:: What is required ::
The lines needed are those from the start of the records through the line holding "filename src/plot/mod.rs", each copied exactly.

:: Provided records ::
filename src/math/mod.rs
pub mod matrix;

pub use matrix::Matrix;
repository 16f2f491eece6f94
pub mod dense;

pub use dense::Layer;
pub mod classifier;
pub mod network;

pub use classifier::Classifier;
pub use network::Network;
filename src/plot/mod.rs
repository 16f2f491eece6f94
pub mod boundary;
pub mod canvas;
pub mod curves;
pub mod scatter;

pub use boundary::decision_boundary;
pub use canvas::Canvas;
pub use curves::{accuracy_curves, loss_curve};
pub use scatter::scatter_plot;

use image::Rgb;

/// Fixed per-class colors, reused across the scatter and boundary plots so a
/// class keeps one identity everywhere. Repeats past six classes.
const PALETTE: [[u8; 3]; 6] = [
    [31, 119, 180],   // blue
    [255, 127, 14],   // orange
    [44, 160, 44],    // green
    [214, 39, 40],    // red
    [148, 103, 189],  // purple
    [140, 86, 75],    // brown
];

/// Solid color for data points of `label`.
pub fn class_color(label: usize) -> Rgb<u8> {
    Rgb(PALETTE[label % PALETTE.len()])
}

/// Washed-out variant used to fill decision regions, so the solid points
/// stay readable on top.
pub fn region_color(label: usize) -> Rgb<u8> {
    let [r, g, b] = PALETTE[label % PALETTE.len()];
    let lighten = |c: u8| (c as u16 + 3 * 255) / 4;
    Rgb([lighten(r) as u8, lighten(g) as u8, lighten(b) as u8])
}

#[cfg(test)]
mod tests {
    use super::*;

    #[test]
    fn palette_wraps_around() {
        assert_eq!(class_color(0), class_color(PALETTE.len()));
    }

    #[test]
    fn region_color_is_lighter_than_class_color() {
        let solid = class_color(1).0;
        let light = region_color(1).0;
        for (s, l) in solid.iter().zip(light.iter()) {
            assert!(l >= s);
        }
    }
}
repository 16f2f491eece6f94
pub mod cross_entropy;

pub use cross_entropy::CrossEntropyLoss;
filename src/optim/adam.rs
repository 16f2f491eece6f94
use crate::math::matrix::Matrix;
use crate::network::network::Network;
use crate::optim::Optimizer;

/// Adaptive moment estimation (bias-corrected).
///
/// Keeps one first-moment and one second-moment matrix per parameter
/// matrix. The moments are allocated from the network's layer shapes at
/// construction and persist across steps for the life of the value; they
/// are never reset mid-run.
pub struct Adam {
    pub learning_rate: f64,
    beta1: f64,
    beta2: f64,
    eps: f64,
    t: u64,
    beta1_pow: f64,
    beta2_pow: f64,
    moments: Vec<LayerMoments>,
}

struct LayerMoments {
    m_weights: Matrix,
    v_weights: Matrix,
    m_biases: Matrix,
    v_biases: Matrix,
}

impl Adam {
    /// Standard hyperparameters: β₁ = 0.9, β₂ = 0.999, ε = 1e-8.
    pub fn new(network: &Network, learning_rate: f64) -> Adam {
        Adam::with_hyperparams(network, learning_rate, 0.9, 0.999, 1e-8)
    }

    pub fn with_hyperparams(
        network: &Network,
        learning_rate: f64,
        beta1: f64,
        beta2: f64,
        eps: f64,
    ) -> Adam {
        assert!(learning_rate.is_finite() && learning_rate > 0.0, "learning rate must be finite and > 0");
        assert!((0.0..1.0).contains(&beta1), "beta1 must be in [0, 1)");
        assert!((0.0..1.0).contains(&beta2), "beta2 must be in [0, 1)");
        assert!(eps > 0.0, "eps must be > 0");

        let moments = network.layers.iter()
            .map(|layer| LayerMoments {
                m_weights: Matrix::zeros(layer.weights.rows, layer.weights.cols),
                v_weights: Matrix::zeros(layer.weights.rows, layer.weights.cols),
                m_biases: Matrix::zeros(layer.biases.rows, layer.biases.cols),
                v_biases: Matrix::zeros(layer.biases.rows, layer.biases.cols),
            })
            .collect();

        Adam {
            learning_rate,
            beta1,
            beta2,
            eps,
            t: 0,
            beta1_pow: 1.0,
            beta2_pow: 1.0,
            moments,
        }
    }

    /// Number of steps taken so far.
    pub fn steps(&self) -> u64 {
        self.t
    }

    /// Updates one moment pair in place and returns the bias-corrected
    /// update direction for the matching parameter matrix.
    fn direction(
        grad: &Matrix,
        m: &mut Matrix,
        v: &mut Matrix,
        beta1: f64,
        beta2: f64,
        eps: f64,
        corr1: f64,
        corr2: f64,
    ) -> Matrix {
        let mut dir = Matrix::zeros(grad.rows, grad.cols);
        for i in 0..grad.rows {
            for j in 0..grad.cols {
                let g = grad.data[i][j];
                m.data[i][j] = beta1 * m.data[i][j] + (1.0 - beta1) * g;
                v.data[i][j] = beta2 * v.data[i][j] + (1.0 - beta2) * g * g;

                let m_hat = m.data[i][j] / corr1;
                let v_hat = v.data[i][j] / corr2;
                dir.data[i][j] = m_hat / (v_hat.sqrt() + eps);
            }
        }
        dir
    }
}

impl Optimizer for Adam {
    fn step(&mut self, network: &mut Network, grads: Vec<(Matrix, Matrix)>) {
        assert_eq!(grads.len(), network.layers.len(), "one gradient pair per layer required");

        self.t += 1;
        self.beta1_pow *= self.beta1;
        self.beta2_pow *= self.beta2;
        let corr1 = 1.0 - self.beta1_pow;
        let corr2 = 1.0 - self.beta2_pow;

        for ((layer, moments), (w_grad, b_grad)) in network.layers.iter_mut()
            .zip(self.moments.iter_mut())
            .zip(grads)
        {
            let w_dir = Adam::direction(
                &w_grad, &mut moments.m_weights, &mut moments.v_weights,
                self.beta1, self.beta2, self.eps, corr1, corr2,
            );
            let b_dir = Adam::direction(
                &b_grad, &mut moments.m_biases, &mut moments.v_biases,
                self.beta1, self.beta2, self.eps, corr1, corr2,
            );

            layer.apply_gradients(w_dir, b_dir, self.learning_rate);
        }
    }
}
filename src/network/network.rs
use crate::{activation::activation::ActivationFunction, layers::dense::Layer, math::matrix::Matrix};
use serde::{Serialize, Deserialize};

/// Width of the hidden layer built by `Network::blob_classifier`.
pub const HIDDEN_SIZE: usize = 50;

/// Input dimensionality of the blob classifier (2D points).
pub const INPUT_SIZE: usize = 2;

#[derive(Debug, Clone, Serialize, Deserialize)]
pub struct Network {
    pub layers: Vec<Layer>,
}

impl Network {
    /// Builds a network from (size, input_size, activation) tuples.
    pub fn new(layer_specs: Vec<(usize, usize, ActivationFunction)>) -> Network {
        let layers = layer_specs.into_iter()
            .map(|(size, input_size, activation)| Layer::new(size, input_size, activation))
            .collect();
        Network { layers }
    }

    /// The canonical two-layer blob classifier:
    /// 2 → HIDDEN_SIZE (ReLU) → label_count (raw logits).
    pub fn blob_classifier(label_count: usize) -> Network {
        Network::new(vec![
            (HIDDEN_SIZE, INPUT_SIZE, ActivationFunction::ReLU),
            (label_count, HIDDEN_SIZE, ActivationFunction::Identity),
        ])
    }

    /// Batch forward pass returning raw logits; does not touch the caches.
    pub fn forward_batch(&self, inputs: &Matrix) -> Matrix {
        let mut current = inputs.clone();
        for layer in &self.layers {
            current = layer.forward(&current);
        }
        current
    }

    /// Batch forward pass that stores per-layer activations for backprop.
    pub fn forward_cached(&mut self, inputs: &Matrix) -> Matrix {
        let mut current = inputs.clone();
        for layer in &mut self.layers {
            current = layer.feed_from(&current);
        }
        current
    }

    /// Backward pass over a batch previously run through `forward_cached`.
    ///
    /// `output_delta` is ∂L/∂logits (one row per sample). Returns one
    /// (weights_grad, biases_grad) pair per layer, in layer order.
    pub fn backward(&self, inputs: &Matrix, output_delta: &Matrix) -> Vec<(Matrix, Matrix)> {
        let mut grads: Vec<(Matrix, Matrix)> = self.layers.iter()
            .map(|_| (Matrix::default(), Matrix::default()))
            .collect();

        let mut delta = output_delta.clone();
        for i in (0..self.layers.len()).rev() {
            let input_for_layer = if i == 0 {
                inputs.clone()
            } else {
                self.layers[i - 1].cached_activations().clone()
            };

            let (w_grad, b_grad, layer_delta) =
                self.layers[i].compute_gradients(&delta, &input_for_layer);

            if i > 0 {
                // Propagate δ_i through weights to get ∂L/∂a_{i-1}
                delta = layer_delta * self.layers[i].weights.transpose();
            }

            grads[i] = (w_grad, b_grad);
        }

        grads
    }

    /// Serializes the network weights to a pretty-printed JSON file.
    pub fn save_json(&self, path: &str) -> std::io::Result<()> {
        let file = std::fs::File::create(path)?;
        let writer = std::io::BufWriter::new(file);
        serde_json::to_writer_pretty(writer, self)
            .map_err(|e| std::io::Error::new(std::io::ErrorKind::Other, e))
    }

    /// Deserializes a network from a JSON file previously written by
    /// `save_json`. Weights survive the round-trip bit-identically
    /// (serde_json's `float_roundtrip` parsing).
    pub fn load_json(path: &str) -> std::io::Result<Network> {
        let file = std::fs::File::open(path)?;
        let reader = std::io::BufReader::new(file);
        serde_json::from_reader(reader)
            .map_err(|e| std::io::Error::new(std::io::ErrorKind::Other, e))
    }
}
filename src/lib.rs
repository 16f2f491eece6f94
pub mod math;
pub mod activation;
pub mod layers;
pub mod network;
pub mod loss;
pub mod optim;
pub mod data;
pub mod train;
pub mod plot;

// Convenience re-exports
pub use math::matrix::Matrix;
pub use activation::activation::ActivationFunction;
pub use layers::dense::Layer;
pub use network::classifier::Classifier;
pub use network::network::Network;
pub use loss::cross_entropy::CrossEntropyLoss;
pub use optim::{Adam, Optimizer, Sgd};
pub use data::blobs::make_blobs;
pub use data::split::{train_test_split, DEFAULT_TEST_FRACTION};
pub use train::history::TrainingHistory;
pub use train::loop_fn::{accuracy, train_loop};
pub use train::train_config::TrainConfig;
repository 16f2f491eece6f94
use serde::{Serialize, Deserialize};

use crate::{math::matrix::Matrix, activation::activation::ActivationFunction};

/// A fully-connected layer operating on batches (one sample per row).
#[derive(Debug, Clone, Serialize, Deserialize)]
pub struct Layer {
    pub size: usize,
    pub weights: Matrix,           // input_size × size
    pub biases: Matrix,            // 1 × size
    pub activator: ActivationFunction,
    #[serde(skip)]
    neurons: Matrix,               // batch activations cached by feed_from
    #[serde(skip)]
    pre_neurons: Matrix,           // pre-activation values (z = XW + b) needed for correct derivative
}

impl Layer {
    /// Weight init follows the activation: He before ReLU, Xavier otherwise.
    /// Biases start at zero.
    pub fn new(size: usize, input_size: usize, activation: ActivationFunction) -> Layer {
        let weights = match activation {
            ActivationFunction::ReLU => Matrix::he(input_size, size),
            _ => Matrix::xavier(input_size, size),
        };
        let biases = Matrix::zeros(1, size);

        Layer {
            size,
            weights,
            biases,
            activator: activation,
            neurons: Matrix::default(),
            pre_neurons: Matrix::default(),
        }
    }

    /// Batch forward pass without touching the caches.
    pub fn forward(&self, inputs: &Matrix) -> Matrix {
        let z = inputs.clone() * self.weights.clone();
        z.add_row(&self.biases).map(|x| self.activator.function(x))
    }

    /// Batch forward pass that caches z and a for the backward pass.
    pub fn feed_from(&mut self, inputs: &Matrix) -> Matrix {
        let z = (inputs.clone() * self.weights.clone()).add_row(&self.biases);
        let a = z.map(|x| self.activator.function(x));
        self.pre_neurons = z;
        self.neurons = a.clone();
        a
    }

    /// Activations cached by the last `feed_from` call.
    pub fn cached_activations(&self) -> &Matrix {
        &self.neurons
    }

    /// Computes gradient adjustments for a batch.
    /// Returns (weights_grad, biases_grad, layer_delta).
    ///
    /// `delta` is ∂L/∂a for this layer (error in activation space), one row
    /// per sample; `layer_delta` is ∂L/∂z, which the caller propagates to the
    /// previous layer through the transposed weights.
    pub fn compute_gradients(
        &self,
        delta: &Matrix,
        inputs: &Matrix,
    ) -> (Matrix, Matrix, Matrix) {
        // Use pre-activation z so that derivative(z) = σ'(z) is computed correctly
        let act_derivative = self.pre_neurons.map(|x| self.activator.derivative(x));
        // Element-wise (Hadamard) product: δ = error ⊙ σ'(z)
        let layer_delta = hadamard(delta, &act_derivative);

        let weights_grad = inputs.transpose() * layer_delta.clone();
        let biases_grad = layer_delta.col_sums();

        (weights_grad, biases_grad, layer_delta)
    }

    /// Applies pre-computed gradients scaled by lr.
    pub fn apply_gradients(&mut self, weights_grad: Matrix, biases_grad: Matrix, lr: f64) {
        self.weights = self.weights.clone() - weights_grad.map(|x| x * lr);
        self.biases = self.biases.clone() - biases_grad.map(|x| x * lr);
    }
}

/// Element-wise (Hadamard) product of two same-shape matrices.
fn hadamard(a: &Matrix, b: &Matrix) -> Matrix {
    assert_eq!(a.rows, b.rows);
    assert_eq!(a.cols, b.cols);
    let data = a.data.iter().zip(b.data.iter())
        .map(|(row_a, row_b)| {
            row_a.iter().zip(row_b.iter()).map(|(x, y)| x * y).collect()
        })
        .collect();
    Matrix::from_data(data)
}

#[cfg(test)]
mod tests {
    use super::*;

    #[test]
    fn forward_preserves_batch_size() {
        let layer = Layer::new(5, 2, ActivationFunction::ReLU);
        let batch = Matrix::uniform(7, 2);
        let out = layer.forward(&batch);
        assert_eq!((out.rows, out.cols), (7, 5));
    }

    #[test]
    fn relu_layer_never_outputs_negatives() {
        let layer = Layer::new(4, 3, ActivationFunction::ReLU);
        let batch = Matrix::uniform(10, 3).map(|x| x * 4.0 - 2.0);
        let out = layer.forward(&batch);
        assert!(out.min() >= 0.0);
    }

    #[test]
    fn feed_from_matches_forward() {
        let mut layer = Layer::new(3, 2, ActivationFunction::Identity);
        let batch = Matrix::uniform(4, 2);
        let pure = layer.forward(&batch);
        let cached = layer.feed_from(&batch);
        assert_eq!(pure, cached);
        assert_eq!(layer.cached_activations(), &cached);
    }

    #[test]
    fn identity_gradients_have_expected_shapes() {
        let mut layer = Layer::new(3, 2, ActivationFunction::Identity);
        let batch = Matrix::uniform(5, 2);
        layer.feed_from(&batch);

        let delta = Matrix::uniform(5, 3);
        let (w_grad, b_grad, layer_delta) = layer.compute_gradients(&delta, &batch);
        assert_eq!((w_grad.rows, w_grad.cols), (2, 3));
        assert_eq!((b_grad.rows, b_grad.cols), (1, 3));
        // Identity derivative is 1, so δ passes through unchanged.
        assert_eq!(layer_delta, delta);
    }

    #[test]
    fn apply_gradients_moves_against_the_gradient() {
        let mut layer = Layer::new(1, 1, ActivationFunction::Identity);
        layer.weights.data[0][0] = 1.0;
        layer.biases.data[0][0] = 2.0;

        let w_grad = Matrix::from_data(vec![vec![3.0]]);
        let b_grad = Matrix::from_data(vec![vec![4.0]]);
        layer.apply_gradients(w_grad, b_grad, 0.1);

        assert!((layer.weights.data[0][0] - 0.7).abs() < 1e-12);
        assert!((layer.biases.data[0][0] - 1.6).abs() < 1e-12);
    }
}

:: Solution ::
filename src/math/mod.rs
pub mod matrix;

pub use matrix::Matrix;
repository 16f2f491eece6f94
pub mod dense;

pub use dense::Layer;
pub mod classifier;
pub mod network;

pub use classifier::Classifier;
pub use network::Network;
filename src/plot/mod.rs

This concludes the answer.